The Appellate Tribunal rejected the application. Thereupon,
the: appellant moved the High Court under s. 66(2) of the
Income-tax Act praying for an order directing the Appellate
Tribunal to, state a case and refer the question of law
arising out of its order. The High Court, following the
decision in S.L.N. Sathappa Chettiar v. Commissioner of
Income-tax, Madras(1), dismissed the application. Hence the
appeal.
Mr.
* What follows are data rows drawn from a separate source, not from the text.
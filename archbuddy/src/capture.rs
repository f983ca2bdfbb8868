use std::path::Path;

use anyhow::{Context, Result, ensure};
use xcap::image::EncodableLayout;

use crate::config::Rect;

/// Capture the primary monitor.
pub fn capture_primary() -> Result<ie::OwnedImage> {
	let monitors = xcap::Monitor::all().context("enumerate monitors")?;
	let monitor = monitors
		.into_iter()
		.find(|m| m.is_primary().unwrap_or(false))
		.context("no primary monitor")?;
	let img = monitor.capture_image().context("capture primary monitor")?;
	tracing::debug!(width = img.width(), height = img.height(), "captured screen");
	Ok(ie::OwnedImage::from_rgba(img.width() as usize, img.as_bytes()))
}

/// Load a saved screenshot instead of capturing the screen.
pub fn load_screenshot(path: &Path) -> Result<ie::OwnedImage> {
	let img = image::open(path).with_context(|| format!("open screenshot {:?}", path))?;
	Ok(ie::OwnedImage::from_rgba_image(&img.to_rgba8()))
}

/// Cut the scanner window out of a full screen capture.
pub fn crop_region(screen: &ie::OwnedImage, window: Rect) -> Result<ie::OwnedImage> {
	let fits = window.x.checked_add(window.width).is_some_and(|r| r <= screen.width())
		&& window.y.checked_add(window.height).is_some_and(|b| b <= screen.height());
	ensure!(
		fits,
		"scanner window {window} lies outside the {}x{} screen",
		screen.width(),
		screen.height()
	);

	Ok(screen
		.as_image()
		.sub_image(window.x, window.y, window.width, window.height)
		.to_owned_image())
}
Srinivasan, learned counsel for the appellant, raised
before us two points, namely, (1) the conversion table given
in the Schedule to the Debtor and Creditor (Occupation
Period) Ordinance, 1948, of Malaya, hereinafter called the
Ordinance, was not intended to provide the rates of
conversion for any purpose beyond what the Ordinance was
expressly specified to achieve, namely, the determination of
the rights and liabilities of debtors and creditors and that
the adoption of the conversion rates given in the said
Schedule to scale down the cost of properties in question
was unwarranted; (2) the appellant maintained regular
accounts for all the years including the Japanese
occupation period; the original cost of acquisition of the 3
properties was adopted for the
(1) (1959) 35 I.T.R. 641.
830
purpose of business balance-sheets all these years; no loss
on revaluation of the said assets by scaling down their
values at any time was allowed in any of the earlier years
by the Department; and, therefore, there was no
justification for a departure in the year of account.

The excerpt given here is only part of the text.